Jóvenes luchadores amenazados por los golpes puñalada que envían aquellas malas semillas que sembraron sus padres (drogas, abandono, descuido, etc.). Ganchos al costado izquierdo simulados por las veces que pecamos y arrepintiéndonos lo volvemos a hacer. Ataques directos al rostro y a las costillas amenazan a los padres luchadores que destruyen su familia con sus malas actitudes, y su poca comunicación con sus hijos. Knock Out y cuenta regresiva del réferi para los que están lejos de Dios, de su amor eterno para ellos.

El orgullo es lastimado cuando se lucha pero no se gana. No es bonito prepararse para luchar y después hallarse uno derrotado en la lona.

Ayer fallé… Tengo muchas actitudes que mejorar. Morir a mí para que viva Cristo en mí. Sin reservas entregarme.

Hoy fallé… Mañana fallaré… Cada día se puede ser mejor. No hay duda de eso.

Pero duelen en mi memoria las caídas del pasado. Las caídas del hoy. Porque sabiendo que Dios desechó de su memoria mis errores, y los empujó al fondo del mar, residen en mi conciencia, que tiende acusarme. Me duele fallarle a Él. Nunca me ha dejado.

Pero me asombra saber que un luchador, boxeador, aun habiendo perdido una pelea, aun habiendo saboreado la lona, cuando vuelva a subirse al ring seguirá siendo un luchador!
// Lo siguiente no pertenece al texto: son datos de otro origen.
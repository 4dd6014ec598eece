use clap::{Parser, Subcommand};
use std::path::PathBuf;

/// Neurogram Server - EEG session cache and event detection over HTTP
#[derive(Parser)]
#[command(name = "neurogram-server")]
#[command(author, version, about, long_about = None)]
pub struct Cli {
    #[command(subcommand)]
    pub command: Option<Commands>,
}

#[derive(Subcommand)]
pub enum Commands {
    /// Run the server (default)
    Serve,

    /// File key registry commands
    #[command(subcommand)]
    Key(KeyCommands),

    /// Print the metadata of a recording file
    Inspect {
        /// Path to the recording
        path: PathBuf,
    },
}

#[derive(Subcommand)]
pub enum KeyCommands {
    /// Register a path and print its token
    Generate {
        /// Path to register
        path: PathBuf,
    },

    /// Print the path registered under a token
    Resolve {
        /// Token returned by `key generate`
        token: String,
    },
}

#[cfg(test)]
mod tests {
    use super::*;

    #[test]
    fn test_no_subcommand_means_serve() {
        let cli = Cli::try_parse_from(["neurogram-server"]).unwrap();
        assert!(cli.command.is_none());
    }

    #[test]
    fn test_key_resolve_parses() {
        let cli = Cli::try_parse_from(["neurogram-server", "key", "resolve", "abcd"]).unwrap();
        match cli.command {
            Some(Commands::Key(KeyCommands::Resolve { token })) => assert_eq!(token, "abcd"),
            _ => panic!("expected key resolve"),
        }
    }
}
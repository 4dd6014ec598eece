use axum::{extract::State, http::StatusCode, Json};
use serde::{Deserialize, Serialize};
use std::sync::Arc;

use crate::state::{IngestStatus, ServerState};

/// Health check response
#[derive(Debug, Serialize, Deserialize)]
pub struct HealthResponse {
    pub status: String,
    pub version: String,
    pub uptime_seconds: u64,
    pub ingests_pending: usize,
}

/// Server info response
#[derive(Debug, Serialize, Deserialize)]
pub struct ServerInfoResponse {
    pub version: String,
    pub supported_extensions: Vec<String>,
    pub detection: DetectionInfo,
}

#[derive(Debug, Serialize, Deserialize)]
pub struct DetectionInfo {
    pub window_size: usize,
    pub step_width: usize,
    pub threshold: f64,
    pub model_sample_rate: Option<f64>,
}

/// Health check endpoint
pub async fn health_check(
    State(state): State<Arc<ServerState>>,
) -> (StatusCode, Json<HealthResponse>) {
    let ingests_pending = state
        .ingests
        .read()
        .values()
        .filter(|status| **status == IngestStatus::Pending)
        .count();

    let response = HealthResponse {
        status: "healthy".to_string(),
        version: env!("CARGO_PKG_VERSION").to_string(),
        uptime_seconds: state.uptime_seconds(),
        ingests_pending,
    };

    (StatusCode::OK, Json(response))
}

/// Server info endpoint
pub async fn server_info(State(state): State<Arc<ServerState>>) -> Json<ServerInfoResponse> {
    let detector = &state.sessions.config().detector;
    Json(ServerInfoResponse {
        version: env!("CARGO_PKG_VERSION").to_string(),
        supported_extensions: neurogram_core::RecordingReaderFactory::supported_extensions()
            .iter()
            .map(|ext| ext.to_string())
            .collect(),
        detection: DetectionInfo {
            window_size: detector.window_size,
            step_width: detector.step_width,
            threshold: detector.threshold,
            model_sample_rate: state.sessions.config().target_sample_rate,
        },
    })
}
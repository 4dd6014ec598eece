use std::collections::HashMap;

/// Electrodes of the international 10-20 system the detection model was
/// trained on. T7/P7/T8/P8 are the newer names for T3/T5/T4/T6.
pub const STANDARD_ELECTRODES: &[&str] = &[
    "FP1", "F3", "F7", "C3", "T3", "P3", "T5", "O1", "PZ", "FP2", "FZ", "F4", "F8", "CZ", "C4",
    "T4", "P4", "T6", "O2", "T7", "P7", "T8", "P8",
];

/// A raw channel a token resolved to
#[derive(Debug, Clone, PartialEq, Eq)]
pub struct ResolvedChannel {
    pub index: usize,
    pub label: String,
}

/// Uppercase and collapse whitespace runs so "eeg  fp1 " and "EEG FP1" compare equal.
pub fn normalize_label(label: &str) -> String {
    label
        .split_whitespace()
        .collect::<Vec<_>>()
        .join(" ")
        .to_uppercase()
}

/// Matches free-text channel tokens against a recording's raw labels.
///
/// Raw labels usually carry a modality prefix ("EEG FP1"), so a token matches
/// when its normalized form is a substring of the normalized label. The first
/// matching label in scan order wins. Tokens without a match are simply
/// absent from the result.
#[derive(Debug, Clone)]
pub struct ChannelResolver {
    normalized: Vec<String>,
    labels: Vec<String>,
}

impl ChannelResolver {
    pub fn new(labels: &[String]) -> Self {
        Self {
            normalized: labels.iter().map(|l| normalize_label(l)).collect(),
            labels: labels.to_vec(),
        }
    }

    /// Resolve a single token
    pub fn resolve_one(&self, token: &str) -> Option<ResolvedChannel> {
        let needle = normalize_label(token);
        if needle.is_empty() {
            return None;
        }

        self.normalized
            .iter()
            .position(|label| label.contains(&needle))
            .map(|index| ResolvedChannel {
                index,
                label: self.labels[index].clone(),
            })
    }

    /// Resolve every token, keeping only those with a match
    pub fn resolve<'a, I>(&self, tokens: I) -> HashMap<String, ResolvedChannel>
    where
        I: IntoIterator<Item = &'a str>,
    {
        tokens
            .into_iter()
            .filter_map(|token| {
                self.resolve_one(token)
                    .map(|resolved| (token.to_string(), resolved))
            })
            .collect()
    }
}

/// Indices of the channels whose label contains one of the standard electrodes,
/// in raw order.
pub fn select_standard_channels(labels: &[String]) -> Vec<usize> {
    labels
        .iter()
        .enumerate()
        .filter(|(_, label)| {
            let normalized = normalize_label(label);
            STANDARD_ELECTRODES
                .iter()
                .any(|electrode| normalized.contains(electrode))
        })
        .map(|(index, _)| index)
        .collect()
}

#[cfg(test)]
mod tests {
    use super::*;

    fn labels(raw: &[&str]) -> Vec<String> {
        raw.iter().map(|s| s.to_string()).collect()
    }

    #[test]
    fn test_resolves_through_modality_prefix() {
        let resolver = ChannelResolver::new(&labels(&["EEG FP1", "EEG F3", "EEG FP2"]));
        let resolved = resolver.resolve(["fp1", " F3 ", "O2"]);

        assert_eq!(resolved["fp1"].label, "EEG FP1");
        assert_eq!(resolved[" F3 "].index, 1);
        assert!(!resolved.contains_key("O2"));
    }

    #[test]
    fn test_first_match_wins() {
        // "P3" is a substring of both labels; scan order decides
        let resolver = ChannelResolver::new(&labels(&["EEG CP3", "EEG P3"]));
        assert_eq!(resolver.resolve_one("P3").unwrap().index, 0);
    }

    #[test]
    fn test_whitespace_normalization() {
        let resolver = ChannelResolver::new(&labels(&["EEG   Fp1  "]));
        assert_eq!(resolver.resolve_one("eeg fp1").unwrap().index, 0);
        assert!(resolver.resolve_one("   ").is_none());
    }

    #[test]
    fn test_select_standard_channels() {
        let raw = labels(&["EEG Fp1", "ECG", "EEG Cz", "Photic", "EEG T7"]);
        assert_eq!(select_standard_channels(&raw), vec![0, 2, 4]);
    }
}
//! Plain-text numeric input files.
//!
//! Files hold whitespace- or comma-separated numbers; line breaks carry no
//! meaning, shapes are supplied by the caller. `DataLayout` names the files
//! of a data directory.

use std::fs;
use std::path::{Path, PathBuf};

use serde::{Deserialize, Serialize};
use tracing::debug;

use super::demand::{DemandSeries, PriceMatrix};
use super::hydrology::HydrologyRecord;
use super::SystemData;
use crate::calendar::DAYS_PER_YEAR;
use crate::error::ConfigError;
use crate::tables::constants::{
    LSV_ROWS, PUMP_TURBINE_FIELDS, SPILLWAY_ROWS, TAILWATER_ROWS, TURBINE_ROWS,
};
use crate::tables::{PhysicalTables, TableRows};

/// Parse every number in `text`.
pub fn parse_numbers(source_name: &str, text: &str) -> Result<Vec<f64>, ConfigError> {
    text.split(|c: char| c.is_whitespace() || c == ',')
        .filter(|t| !t.is_empty())
        .enumerate()
        .map(|(position, token)| {
            token.parse::<f64>().map_err(|_| ConfigError::Parse {
                source_name: source_name.to_string(),
                position,
                token: token.to_string(),
            })
        })
        .collect()
}

/// Split a flat row-major buffer into `n_rows` rows of equal length.
pub fn reshape(name: &str, values: Vec<f64>, n_rows: usize) -> Result<Vec<Vec<f64>>, ConfigError> {
    if n_rows == 0 || values.is_empty() || values.len() % n_rows != 0 {
        return Err(ConfigError::InvalidTable {
            table: name.to_string(),
            reason: format!("{} values cannot form {n_rows} equal rows", values.len()),
        });
    }
    let n_cols = values.len() / n_rows;
    Ok(values.chunks_exact(n_cols).map(<[f64]>::to_vec).collect())
}

fn read_numbers(path: &Path) -> Result<Vec<f64>, ConfigError> {
    let text = fs::read_to_string(path)?;
    let values = parse_numbers(&path.display().to_string(), &text)?;
    debug!(path = %path.display(), n_values = values.len(), "loaded numeric file");
    Ok(values)
}

/// Matrix with a known number of rows.
pub fn load_rows(path: &Path, n_rows: usize) -> Result<Vec<Vec<f64>>, ConfigError> {
    reshape(&path.display().to_string(), read_numbers(path)?, n_rows)
}

/// Vector with a known length.
pub fn load_vector(path: &Path, len: usize) -> Result<Vec<f64>, ConfigError> {
    let values = read_numbers(path)?;
    if values.len() != len {
        return Err(ConfigError::DimensionMismatch {
            name: path.display().to_string(),
            expected: len,
            actual: values.len(),
        });
    }
    Ok(values)
}

/// Year-major daily matrix; the number of years follows from the file.
pub fn load_years(path: &Path) -> Result<Vec<Vec<f64>>, ConfigError> {
    let values = read_numbers(path)?;
    if values.len() % DAYS_PER_YEAR != 0 {
        return Err(ConfigError::InvalidTable {
            table: path.display().to_string(),
            reason: format!("{} values is not a whole number of years", values.len()),
        });
    }
    let n_years = values.len() / DAYS_PER_YEAR;
    reshape(&path.display().to_string(), values, n_years)
}

/// Which hydrology files to read.
#[derive(Debug, Clone, Copy, PartialEq, Eq)]
pub enum HydrologySource {
    Historic,
    Stochastic,
}

#[derive(Debug, Clone, PartialEq, Eq, Serialize, Deserialize)]
#[serde(default)]
pub struct HydrologyFiles {
    pub inflow: PathBuf,
    pub lateral_inflow: PathBuf,
    pub muddy_run_inflow: PathBuf,
    pub evaporation_conowingo: PathBuf,
    pub evaporation_muddy_run: PathBuf,
}

impl Default for HydrologyFiles {
    fn default() -> Self {
        Self::historic()
    }
}

impl HydrologyFiles {
    pub fn historic() -> Self {
        let dir = Path::new("data_historical/vectors");
        Self {
            inflow: dir.join("MariettaFlows_history.txt"),
            lateral_inflow: dir.join("nLat_history.txt"),
            muddy_run_inflow: dir.join("nMR_history.txt"),
            evaporation_conowingo: dir.join("evapCO_history.txt"),
            evaporation_muddy_run: dir.join("evapMR_history.txt"),
        }
    }

    pub fn stochastic() -> Self {
        let dir = Path::new("dataMC");
        Self {
            inflow: dir.join("MariettaFlows_MC.txt"),
            lateral_inflow: dir.join("nLat_MC.txt"),
            muddy_run_inflow: dir.join("nMR_MC.txt"),
            evaporation_conowingo: dir.join("evapCO_MC.txt"),
            evaporation_muddy_run: dir.join("evapMR_MC.txt"),
        }
    }
}

/// File names, relative to a data directory.
#[derive(Debug, Clone, PartialEq, Eq, Serialize, Deserialize)]
#[serde(default)]
pub struct DataLayout {
    pub conowingo_lsv: PathBuf,
    pub muddy_run_lsv: PathBuf,
    pub tailwater: PathBuf,
    pub spillways: PathBuf,
    pub conowingo_turbines: PathBuf,
    pub muddy_run_units: PathBuf,
    /// One row of 24 hourly prices per day.
    pub energy_prices: PathBuf,
    pub min_flow: PathBuf,
    pub recreation_target: PathBuf,
    pub atomic_demand: PathBuf,
    pub baltimore_demand: PathBuf,
    pub chester_demand: PathBuf,
    pub historic: HydrologyFiles,
    pub stochastic: HydrologyFiles,
}

impl Default for DataLayout {
    fn default() -> Self {
        let dir = Path::new("data1999");
        Self {
            conowingo_lsv: dir.join("lsv_rel_Conowingo.txt"),
            muddy_run_lsv: dir.join("lsv_rel_Muddy.txt"),
            tailwater: dir.join("tailwater.txt"),
            spillways: dir.join("spillways_Conowingo.txt"),
            conowingo_turbines: dir.join("turbines_Conowingo2.txt"),
            muddy_run_units: dir.join("turbines_Muddy.txt"),
            energy_prices: dir.join("Pavg99.txt"),
            min_flow: dir.join("min_flow_req.txt"),
            recreation_target: dir.join("h_rec99.txt"),
            atomic_demand: dir.join("wAtomic.txt"),
            baltimore_demand: dir.join("wBaltimore.txt"),
            chester_demand: dir.join("wChester.txt"),
            historic: HydrologyFiles::historic(),
            stochastic: HydrologyFiles::stochastic(),
        }
    }
}

/// Load every table and series below `root`.
pub fn load_system(
    root: &Path,
    layout: &DataLayout,
    source: HydrologySource,
) -> Result<SystemData, ConfigError> {
    let at = |p: &Path| root.join(p);

    let rows = TableRows {
        conowingo_lsv: load_rows(&at(&layout.conowingo_lsv), LSV_ROWS)?,
        muddy_run_lsv: load_rows(&at(&layout.muddy_run_lsv), LSV_ROWS)?,
        tailwater: load_rows(&at(&layout.tailwater), TAILWATER_ROWS)?,
        spillways: load_rows(&at(&layout.spillways), SPILLWAY_ROWS)?,
        conowingo_turbines: load_rows(&at(&layout.conowingo_turbines), TURBINE_ROWS)?,
        muddy_run_units: load_vector(&at(&layout.muddy_run_units), PUMP_TURBINE_FIELDS)?,
    };
    let tables = PhysicalTables::from_rows(&rows)?;

    let demands = DemandSeries::new(
        load_vector(&at(&layout.atomic_demand), DAYS_PER_YEAR)?,
        load_vector(&at(&layout.baltimore_demand), DAYS_PER_YEAR)?,
        load_vector(&at(&layout.chester_demand), DAYS_PER_YEAR)?,
        load_vector(&at(&layout.min_flow), DAYS_PER_YEAR)?,
        load_vector(&at(&layout.recreation_target), DAYS_PER_YEAR)?,
    )?;

    let price_rows = load_rows(&at(&layout.energy_prices), DAYS_PER_YEAR)?;
    let prices = PriceMatrix::from_daily_rows(&price_rows)?;

    let files = match source {
        HydrologySource::Historic => &layout.historic,
        HydrologySource::Stochastic => &layout.stochastic,
    };
    let hydrology = HydrologyRecord::new(
        load_years(&at(&files.inflow))?,
        load_years(&at(&files.lateral_inflow))?,
        load_years(&at(&files.muddy_run_inflow))?,
        load_years(&at(&files.evaporation_conowingo))?,
        load_years(&at(&files.evaporation_muddy_run))?,
    )?;

    Ok(SystemData {
        tables,
        demands,
        prices,
        hydrology,
    })
}
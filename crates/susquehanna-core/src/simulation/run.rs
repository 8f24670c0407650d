/// Daily / yearly simulation loop.
///
/// - `simulate()`: run a release policy over the horizon of a hydrology trace
///
/// Each day runs `decisions_per_day` transition steps; the policy is queried
/// once per step with the decision index within the year and the current
/// Conowingo level.
use tracing::trace;

use super::state::SystemState;
use super::trajectory::{DayRecord, DayRecordSeries};
use crate::calendar::{HorizonClock, DAYS_PER_YEAR};
use crate::data::{DemandSeries, HydrologyTrace};
use crate::operations::{PumpedStorageFlows, Releases};
use crate::policy::ReleasePolicy;
use crate::transition::{step, HydropowerOutput, StepCalendar, StepContext, StepForcing};

/// Inputs of one simulation run.
#[derive(Debug, Clone, Copy)]
pub struct SimulationInputs<'a> {
    pub context: StepContext<'a>,
    pub demands: &'a DemandSeries,
    pub hydrology: HydrologyTrace<'a>,
    /// Day of week of the first simulated day (0 = Sunday).
    pub first_weekday: usize,
}

#[derive(Debug, Clone)]
pub struct SimulationResult {
    pub days: DayRecordSeries,
    pub final_state: SystemState,
    pub n_years: usize,
}

pub fn simulate(
    policy: &ReleasePolicy,
    initial: SystemState,
    inputs: &SimulationInputs<'_>,
) -> SimulationResult {
    let n_years = inputs.hydrology.n_years();
    let decisions_per_day = inputs.context.rules.decisions_per_day();
    let steps_per_year = DAYS_PER_YEAR * decisions_per_day;

    let clock = HorizonClock::new(n_years, inputs.first_weekday);
    let mut days = DayRecordSeries::with_capacity(clock.n_days());
    let mut state = initial;

    for day in clock {
        if day.day_of_year == 0 {
            trace!(year = day.year, level = state.conowingo.level(), "simulating year");
        }
        let forcing = StepForcing {
            hydrology: inputs.hydrology.day(day.year, day.day_of_year),
            demand: inputs.demands.day(day.day_of_year),
        };
        let start = state;
        let mut releases = Releases::default();
        let mut pump = 0.0;
        let mut turbine = 0.0;
        let mut hydropower = HydropowerOutput::default();

        for j in 0..decisions_per_day {
            let step_of_year = (day.index * decisions_per_day + j) % steps_per_year;
            let requested = policy.decide(step_of_year, state.conowingo.level());
            let calendar = StepCalendar {
                day_of_year: day.day_of_year,
                day_of_week: day.day_of_week,
                step_of_day: j,
            };
            let outcome = step(&state, requested, &forcing, &calendar, &inputs.context);

            releases = releases.add(outcome.releases);
            pump += outcome.pumped.pump;
            turbine += outcome.pumped.turbine;
            hydropower.accumulate(&outcome.hydropower);
            state = outcome.state;
        }

        let n = decisions_per_day as f64;
        let pumped = PumpedStorageFlows {
            pump: pump / n,
            turbine: turbine / n,
        };
        days.push(&DayRecord::new(&start, releases.scale(1.0 / n), pumped, &hydropower));
    }

    SimulationResult {
        days,
        final_state: state,
        n_years,
    }
}

#[cfg(test)]
mod tests {
    use super::*;
    use crate::operations::OperatingRules;
    use crate::policy::{PolicyScaling, RbfPolicy, RbfShape};
    use crate::synthetic;

    #[test]
    fn one_year_fills_every_day() {
        let system = synthetic::reference_system(2, 7).unwrap();
        let rules = OperatingRules::default();
        let shape = RbfShape::default();
        let rbf = RbfPolicy::from_decision_vars(shape, &vec![0.0; shape.n_params()]).unwrap();
        let policy = ReleasePolicy::new(rbf, PolicyScaling::new(&system.demands, &rules)).unwrap();
        let inputs = SimulationInputs {
            context: StepContext {
                tables: &system.tables,
                rules: &rules,
                prices: &system.prices,
            },
            demands: &system.demands,
            hydrology: system.hydrology.trace(0, 1).unwrap(),
            first_weekday: 5,
        };
        let initial = SystemState::from_levels(&system.tables, 108.5, 505.0);
        let result = simulate(&policy, initial, &inputs);

        assert_eq!(result.days.len(), DAYS_PER_YEAR);
        assert_eq!(result.n_years, 1);
        assert_eq!(result.days.level_conowingo[0], 108.5);
        assert!(result.days.level_conowingo.iter().all(|l| l.is_finite()));
        assert!(result.final_state.conowingo.level().is_finite());
        assert!(result.days.conowingo_revenue.iter().all(|&r| r >= 0.0));
    }
}
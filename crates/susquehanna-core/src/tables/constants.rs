//! Physical constants and reference table shapes.

/// Specific weight factor of water used in the power equation [kg/m^3].
pub const WATER_DENSITY: f64 = 1000.0;

/// Gravitational acceleration [m/s^2].
pub const GRAVITY: f64 = 9.81;

/// Rows of a level/surface/storage table: level [ft], surface [acre], storage [acre-ft].
pub const LSV_ROWS: usize = 3;

/// Number of turbine units at Conowingo.
pub const CONOWINGO_TURBINES: usize = 13;

/// Number of reversible pump-turbine units at Muddy Run.
pub const MUDDY_RUN_UNITS: usize = 8;

/// Rows of the Conowingo turbine table: max flow, min flow, efficiency.
pub const TURBINE_ROWS: usize = 3;

/// Entries of the Muddy Run unit vector: turbine capacity, turbine efficiency,
/// pump capacity, pump efficiency.
pub const PUMP_TURBINE_FIELDS: usize = 4;

/// Rows of the tailwater table: release [cfs], tailwater level [ft].
pub const TAILWATER_ROWS: usize = 2;

/// Rows of the spillway table: level [ft], max discharge [cfs], min discharge [cfs].
pub const SPILLWAY_ROWS: usize = 3;
//! Evaluate one release policy and print its objectives.
//!
//! Without `--data-dir` the synthetic reference system is used.

use std::path::PathBuf;
use std::process::ExitCode;

use clap::Parser;
use tracing::{error, info};

use susquehanna_core::data::loader::parse_numbers;
use susquehanna_core::metrics::monthly_average;
use susquehanna_core::synthetic;
use susquehanna_core::{ModelConfig, SimulationError, SusquehannaModel, VecSink};

#[derive(Parser, Debug)]
#[command(name = "simulate")]
#[command(about = "Evaluate an RBF release policy on the Conowingo / Muddy Run system")]
struct Args {
    /// TOML model configuration (defaults to the reference configuration)
    #[arg(long)]
    config: Option<PathBuf>,

    /// Directory holding the data set described by the configuration layout
    #[arg(long)]
    data_dir: Option<PathBuf>,

    /// File with the decision vector (whitespace or comma separated);
    /// all zeros when omitted
    #[arg(long)]
    decision_vars: Option<PathBuf>,

    /// Years of synthetic hydrology generated when no data directory is given
    #[arg(long, default_value_t = 10)]
    synthetic_years: usize,

    /// Seed of the synthetic hydrology
    #[arg(long, default_value_t = 42)]
    seed: u64,

    /// Also print monthly mean levels and releases of the first run
    #[arg(long)]
    monthly: bool,
}

fn run(args: &Args) -> Result<(), SimulationError> {
    let mut config = match &args.config {
        Some(path) => ModelConfig::from_file(path)?,
        None => ModelConfig::default(),
    };
    config.diagnostics |= args.monthly;

    let model = match &args.data_dir {
        Some(dir) => SusquehannaModel::from_directory(config, dir)?,
        None => {
            let data = synthetic::reference_system(args.synthetic_years, args.seed)?;
            SusquehannaModel::new(config, data)?
        }
    };

    let vars = match &args.decision_vars {
        Some(path) => {
            let text = std::fs::read_to_string(path).map_err(susquehanna_core::ConfigError::from)?;
            parse_numbers(&path.display().to_string(), &text)?
        }
        None => vec![0.0; model.n_decision_vars()],
    };
    info!(n_vars = vars.len(), "evaluating policy");

    let mut sink = VecSink::new();
    let objectives = model.evaluate_with_sink(&vars, &mut sink)?;

    println!("{:<24} {:>14}", "Objective", "Value");
    println!("----------------------------------------");
    for (name, value) in objectives.names().iter().zip(objectives.as_slice()) {
        println!("{:<24} {:>14.6}", name, value);
    }

    if args.monthly {
        if let Some(log) = sink.logs().first() {
            let days = &log.days;
            let level = monthly_average(&days.level_conowingo);
            let downstream = monthly_average(&days.release_downstream);
            let baltimore = monthly_average(&days.release_baltimore);
            println!();
            println!(
                "{:>5} {:>12} {:>14} {:>12} {:>8}",
                "Month", "Level (ft)", "Release (cfs)", "Balt. (cfs)", "Gini"
            );
            for m in 0..level.len() {
                println!(
                    "{:>5} {:>12.2} {:>14.0} {:>12.1} {:>8.4}",
                    m + 1,
                    level[m],
                    downstream[m],
                    baltimore[m],
                    log.monthly_equity().gini[m]
                );
            }
        }
    }
    Ok(())
}

fn main() -> ExitCode {
    tracing_subscriber::fmt()
        .with_env_filter(
            tracing_subscriber::EnvFilter::from_default_env()
                .add_directive(tracing::Level::INFO.into()),
        )
        .init();

    let args = Args::parse();
    match run(&args) {
        Ok(()) => ExitCode::SUCCESS,
        Err(e) => {
            error!("{e}");
            ExitCode::FAILURE
        }
    }
}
Porque su caída no le quita su nombre! El es de profesión boxeador, luchador de nacimiento!

Así que hoy me subí al ring de nuevo. Y a veces cuando voy subiendo, creo que nadie va a apoyarme. Porque mis errores me descalifican.

Pero siempre hay alguien en medio del público. Entre unos que me apoyan y otros que no creen que yo pueda lograrlo. Siempre por encima de los rostros ansiosos de la gente, espectante de la pelea, resalta su preocupación por mí. 

Lo miro a Él. Él, siempre tiene el cartel en su mano.

Cartel: Te amo! Yo creo en ti luchador! No desmayes!

Y me animo. Hoy puedo confiar en mí.

Puedo comprender que sigues siendo luchador. Que tu nombre sigue intacto ante Él. Que su confianza está puesta en ti. Eres el Hijo del Rey. Aunque ayer y hoy hayas fallado. Aunque mañana te espere la lona. Su cartel es verdad, aunque no siempre lo entiendas. 

Creeré a su cartel, y lucharé hasta la muerte. Sus cabellos resaltarán en la multitud, y escribirá en mi corazón su esfuerzo. Nada me detendrá. Nada te vencerá. Caer a la lona nunca ha sido una derrota! Ganar incluye saborear la lona, porque al levantarte serás diez veces mejor,  diez veces más fuerte!

Hoy tienes tu revancha! Golpea fuerte a tus errores y vuélvete a Dios! Él te apoya, sin dudarlo!

Así que tú lo has de lograr. Nadie te ganará. Nada te apartará de Su amor! Sube hoy al ring LUCHADOR!